Member of the Wisconsin State Assembly
- Incumbent
- Assumed office January 6, 2025
- Preceded by: Chuck Wichgers
- Constituency: 82nd district
- In office January 5, 2015 – January 6, 2025
- Preceded by: Bill Kramer
- Succeeded by: Cindi Duchow
- Constituency: 97th district

Personal details
- Born: December 18, 1965 (age 60) Racine, Wisconsin, U.S.
- Party: Republican
- Education: University of Wisconsin–Oshkosh University of Wisconsin–Waukesha University of Wisconsin–Milwaukee (BA) University of Southern California (MPA, MUP)
- Website: Official website

Military service
- Allegiance: United States
- Branch/service: United States Army U.S. Army Reserve
- Rank: Sergeant

= Scott Allen (politician) =

American politician and businessman

Scott Allen (born December 18, 1965) is an American businessman and Republican politician from Waukesha, Wisconsin. He is a member of the Wisconsin State Assembly, representing Wisconsin's 82nd Assembly district since 2025; he previously represented the 97th Assembly district from 2015 to 2025. He was an unsuccessful candidate for mayor of Waukesha in the 2026 election.

==Biography==

Scott Allen was born in Racine, Wisconsin, on December 18, 1965.

Allen served in the United States Army Reserve and received his bachelor's degree in political science from University of Wisconsin–Milwaukee and his master's degree in urban planning/public administration. He also went to University of Wisconsin–Oshkosh and University of Wisconsin–Waukesha. Allen is in the real estate business. He also served on the Waukesha Common Council (1998-2001) and the Waukesha County Community Development Block Grant Board. He is a Republican.

On November 4, 2014, Allen was elected to the Wisconsin State Assembly, representing the 97th Assembly District. 2023 Wisconsin Act 94 renumbered legislative districts and moved legislative boundaries. Allen now represents the constituents of the 82nd Assembly District, covering most of the City of Waukesha and parts of the Village of Waukesha.

== Legislation ==

=== Veterans ===
Rep. Allen authored 2015 Wisconsin Act 386. This bill established the Wisconsin Veterans Employment Initiative to increase the number of veterans holding permanent positions in state government. It created a structured program to prioritize and facilitate veteran hiring within state agencies. The legislation also established a Council on Veterans Employment to oversee and promote those efforts.
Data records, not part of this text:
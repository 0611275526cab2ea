//! Reload plan model
//!
//! A plan is the ordered list of passes produced by the level builder. Pass 0
//! holds the nearest hosts of the changed families; every later pass sits one
//! nesting level further up.

use std::time::Duration;

use serde::Serialize;

use super::family::RootFamily;

/// One batch of host families reloaded together
#[derive(Debug, Clone, Serialize)]
pub struct ReloadPass {
    /// Zero-based pass index, also the task file counter
    pub index: usize,
    /// Host families to reload in this pass (may be empty)
    pub families: Vec<RootFamily>,
    /// Hosts dropped from this pass because they recur further up
    pub deferred: usize,
    /// Time spent resolving the level this pass came from
    #[serde(skip)]
    pub elapsed: Duration,
}

impl ReloadPass {
    /// Whether this pass has nothing to reload
    #[must_use]
    pub fn is_empty(&self) -> bool {
        self.families.is_empty()
    }

    /// File paths of the families in this pass, in order
    #[must_use]
    pub fn paths(&self) -> Vec<&str> {
        self.families.iter().map(|f| f.file_path.as_str()).collect()
    }
}

/// Ordered sequence of reload passes
#[derive(Debug, Clone, Default, Serialize)]
pub struct ReloadPlan {
    /// Passes, nearest hosts first
    pub passes: Vec<ReloadPass>,
}

impl ReloadPlan {
    /// Number of passes (empty ones included)
    #[must_use]
    pub fn len(&self) -> usize {
        self.passes.len()
    }

    /// Whether the plan has no passes at all
    #[must_use]
    pub fn is_empty(&self) -> bool {
        self.passes.is_empty()
    }

    /// Total number of scheduled families over all passes
    #[must_use]
    pub fn family_count(&self) -> usize {
        self.passes.iter().map(|p| p.families.len()).sum()
    }

    /// Index of the pass a family with the given file path is scheduled in
    #[must_use]
    pub fn pass_of(&self, file_path: &str) -> Option<usize> {
        self.passes
            .iter()
            .find(|p| p.families.iter().any(|f| f.file_path == file_path))
            .map(|p| p.index)
    }
}
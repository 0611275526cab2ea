//! Domain models for nestreload
//!
//! Core abstractions:
//! - Family records: root, nested and changed families keyed by `(name, category)`
//! - Plan: the ordered reload passes computed from a change list
//! - Outcome: the uniform status/messages/payload result of every entry point

mod circular;
mod family;
mod outcome;
mod plan;

pub use circular::CircularReference;
pub use family::{ChangedFamily, Family, Identity, NestedFamily, RootFamily, split_chain};
pub use outcome::Outcome;
pub use plan::{ReloadPass, ReloadPlan};
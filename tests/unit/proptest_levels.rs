//! Property-based tests for the level builder
//!
//! Random acyclic hierarchies: family `i` may only be nested in families with a
//! smaller index, so every generated hierarchy terminates well inside the bound.

use std::collections::{HashMap, HashSet};

use nestreload::core::models::{ChangedFamily, NestedFamily, ReloadPlan, RootFamily};
use nestreload::core::services::{HostResolver, LevelBuilder, LevelOutcome};
use proptest::prelude::*;

const MAX_FAMILIES: usize = 8;

fn family_name(index: usize) -> String {
    format!("F{index}")
}

fn family_path(index: usize) -> String {
    format!("C:/lib/F{index}.rfa")
}

/// Hosts of each family, derived from the generated masks
fn parents(masks: &[Vec<bool>]) -> Vec<Vec<usize>> {
    masks
        .iter()
        .enumerate()
        .map(|(i, mask)| (0..i).filter(|j| mask[*j]).collect())
        .collect()
}

/// Every chain from a top-level family down to `node`
fn chains_to(node: usize, parents: &[Vec<usize>]) -> Vec<Vec<usize>> {
    if parents[node].is_empty() {
        return vec![vec![node]];
    }
    parents[node]
        .iter()
        .flat_map(|parent| chains_to(*parent, parents))
        .map(|mut chain| {
            chain.push(node);
            chain
        })
        .collect()
}

fn nested_rows(parents: &[Vec<usize>]) -> Vec<NestedFamily> {
    let mut rows = Vec::new();
    for node in 0..parents.len() {
        for chain in chains_to(node, parents).into_iter().filter(|c| c.len() > 1) {
            rows.push(NestedFamily::new(
                family_name(node),
                "Cat",
                family_path(node),
                chain.iter().map(|i| family_name(*i)).collect(),
                vec!["Cat".to_string(); chain.len()],
            ));
        }
    }
    rows
}

/// Every family reachable upwards from `changed`
fn ancestors(changed: &[usize], parents: &[Vec<usize>]) -> HashSet<usize> {
    let mut seen = HashSet::new();
    let mut stack: Vec<usize> = changed.iter().flat_map(|c| parents[*c].clone()).collect();
    while let Some(node) = stack.pop() {
        if seen.insert(node) {
            stack.extend(parents[node].iter().copied());
        }
    }
    seen
}

fn build(masks: &[Vec<bool>], changed_mask: &[bool]) -> (Vec<Vec<usize>>, Vec<usize>, ReloadPlan) {
    let parents = parents(masks);
    let roots: Vec<RootFamily> = (0..parents.len())
        .map(|i| RootFamily::new(family_name(i), "Cat", family_path(i)))
        .collect();
    let nested = nested_rows(&parents);
    let changed: Vec<usize> = (0..parents.len()).filter(|i| changed_mask[*i]).collect();
    let changes: Vec<ChangedFamily> = changed
        .iter()
        .map(|i| ChangedFamily::new(family_name(*i), "Cat", family_path(*i)))
        .collect();

    let resolver = HostResolver::new(&roots, &nested);
    let plan = match LevelBuilder::new(&resolver).plan(&changes) {
        LevelOutcome::Settled(plan) => plan,
        LevelOutcome::BoundExceeded { passes, .. } => panic!("acyclic hierarchy overran after {passes} passes"),
    };
    (parents, changed, plan)
}

fn pass_index(plan: &ReloadPlan) -> HashMap<String, usize> {
    let mut index = HashMap::new();
    for pass in &plan.passes {
        for family in &pass.families {
            index.insert(family.name.clone(), pass.index);
        }
    }
    index
}

fn hierarchy() -> impl Strategy<Value = (Vec<Vec<bool>>, Vec<bool>)> {
    (
        prop::collection::vec(prop::collection::vec(any::<bool>(), MAX_FAMILIES), 2..=MAX_FAMILIES),
        prop::collection::vec(any::<bool>(), MAX_FAMILIES),
    )
}

proptest! {
    /// A family is scheduled in at most one pass
    #[test]
    fn no_family_scheduled_twice((masks, changed_mask) in hierarchy()) {
        let (_, _, plan) = build(&masks, &changed_mask);
        let mut seen = HashSet::new();
        for pass in &plan.passes {
            for family in &pass.families {
                prop_assert!(seen.insert(family.name.clone()), "{} scheduled twice", family.name);
            }
        }
    }

    /// Every ancestor of a changed family gets reloaded
    #[test]
    fn every_ancestor_is_scheduled((masks, changed_mask) in hierarchy()) {
        let (parents, changed, plan) = build(&masks, &changed_mask);
        let scheduled = pass_index(&plan);
        for ancestor in ancestors(&changed, &parents) {
            prop_assert!(scheduled.contains_key(&family_name(ancestor)), "F{ancestor} not scheduled");
        }
        prop_assert_eq!(scheduled.len(), ancestors(&changed, &parents).len());
    }

    /// A host is reloaded after every scheduled family nested in it
    #[test]
    fn hosts_come_after_their_children((masks, changed_mask) in hierarchy()) {
        let (parents, _, plan) = build(&masks, &changed_mask);
        let scheduled = pass_index(&plan);
        for (child, hosts) in parents.iter().enumerate() {
            let Some(child_pass) = scheduled.get(&family_name(child)) else {
                continue;
            };
            for host in hosts {
                let host_pass = scheduled[&family_name(*host)];
                prop_assert!(host_pass > *child_pass, "F{host} (pass {host_pass}) not after F{child}");
            }
        }
    }

    /// Pass indices are contiguous from zero and no pass is empty
    #[test]
    fn passes_are_contiguous((masks, changed_mask) in hierarchy()) {
        let (_, _, plan) = build(&masks, &changed_mask);
        for (position, pass) in plan.passes.iter().enumerate() {
            prop_assert_eq!(pass.index, position);
            prop_assert!(!pass.is_empty());
        }
    }
}
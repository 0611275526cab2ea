//! Output formatting for human and JSON modes
//!
//! This module renders outcomes either as human-readable text or as
//! machine-parseable JSON.

use serde::Serialize;

use crate::core::models::{CircularReference, Identity, Outcome, RootFamily};
use crate::workflows::ReloadSummary;

/// Output mode for the CLI
#[derive(Debug, Clone, Copy, PartialEq, Eq, Default)]
pub enum OutputMode {
    /// Human-readable output (default)
    #[default]
    Human,
    /// JSON output (machine-readable)
    Json,
}

/// Payloads that know how to print themselves for humans
pub trait HumanDetail {
    /// Print the payload below the message log
    fn render_detail(&self);
}

/// Generic operation result for simple commands
#[derive(Debug, Serialize)]
pub struct OperationResult {
    /// Whether the operation succeeded
    pub success: bool,
    /// Human-readable message
    pub message: String,
}

impl<T: Serialize + HumanDetail> Outcome<T> {
    /// Render the outcome based on output mode
    pub fn render(&self, mode: OutputMode) {
        match mode {
            OutputMode::Human => self.render_human(),
            OutputMode::Json => self.render_json(),
        }
    }

    fn render_human(&self) {
        for message in &self.messages {
            println!("{message}");
        }
        if let Some(payload) = &self.payload {
            payload.render_detail();
        }
        if self.status {
            println!("\nStatus: ok");
        } else {
            println!("\nStatus: FAILED");
        }
    }

    fn render_json(&self) {
        println!("{}", serde_json::to_string_pretty(self).unwrap_or_default());
    }
}

impl HumanDetail for ReloadSummary {
    fn render_detail(&self) {
        if self.plan.is_empty() {
            return;
        }
        println!("\nReload passes:");
        for pass in &self.plan.passes {
            if pass.is_empty() {
                println!("  [{}] (empty)", pass.index);
                continue;
            }
            println!("  [{}] {} famil(ies)", pass.index, pass.families.len());
            for family in &pass.families {
                println!("        {}", family.file_path);
            }
        }
    }
}

impl HumanDetail for Vec<Identity> {
    fn render_detail(&self) {
        if self.is_empty() {
            println!("\nNo missing families.");
            return;
        }
        println!("\nMissing families:");
        for identity in self {
            println!("  {identity}");
        }
    }
}

impl HumanDetail for Vec<RootFamily> {
    fn render_detail(&self) {
        if self.is_empty() {
            println!("\nNo host families.");
            return;
        }
        println!("\nHost families:");
        for family in self {
            println!("  {} [{}]", family.name, family.category);
            println!("        {}", family.file_path);
        }
    }
}

impl HumanDetail for Vec<CircularReference> {
    fn render_detail(&self) {
        if self.is_empty() {
            println!("\nNo circular references.");
            return;
        }
        println!("\nCircular references:");
        for circular in self {
            println!("  {circular}");
        }
    }
}

impl OperationResult {
    /// Render the result based on output mode
    pub fn render(&self, mode: OutputMode) {
        match mode {
            OutputMode::Human => println!("{}", self.message),
            OutputMode::Json => {
                println!("{}", serde_json::to_string_pretty(self).unwrap_or_default());
            },
        }
    }
}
Allen has served on the Assembly Veterans and Military Affairs Committee in multiple sessions.

=== Kai 11 Act ===
Allen also authored 2021 Wisconsin Act 210, the Kai 11 Bill. The legislation required the Wisconsin Department of Education to develop and distribute an information sheet on sudden cardiac arrest (SCA) risks, symptoms, and prevention to youth participating in athletic activities, similar to existing youth concussion awareness laws. The bill mandated that the information be provided alongside concussion protocols to parents or guardians, coaches, and others involved in youth sports.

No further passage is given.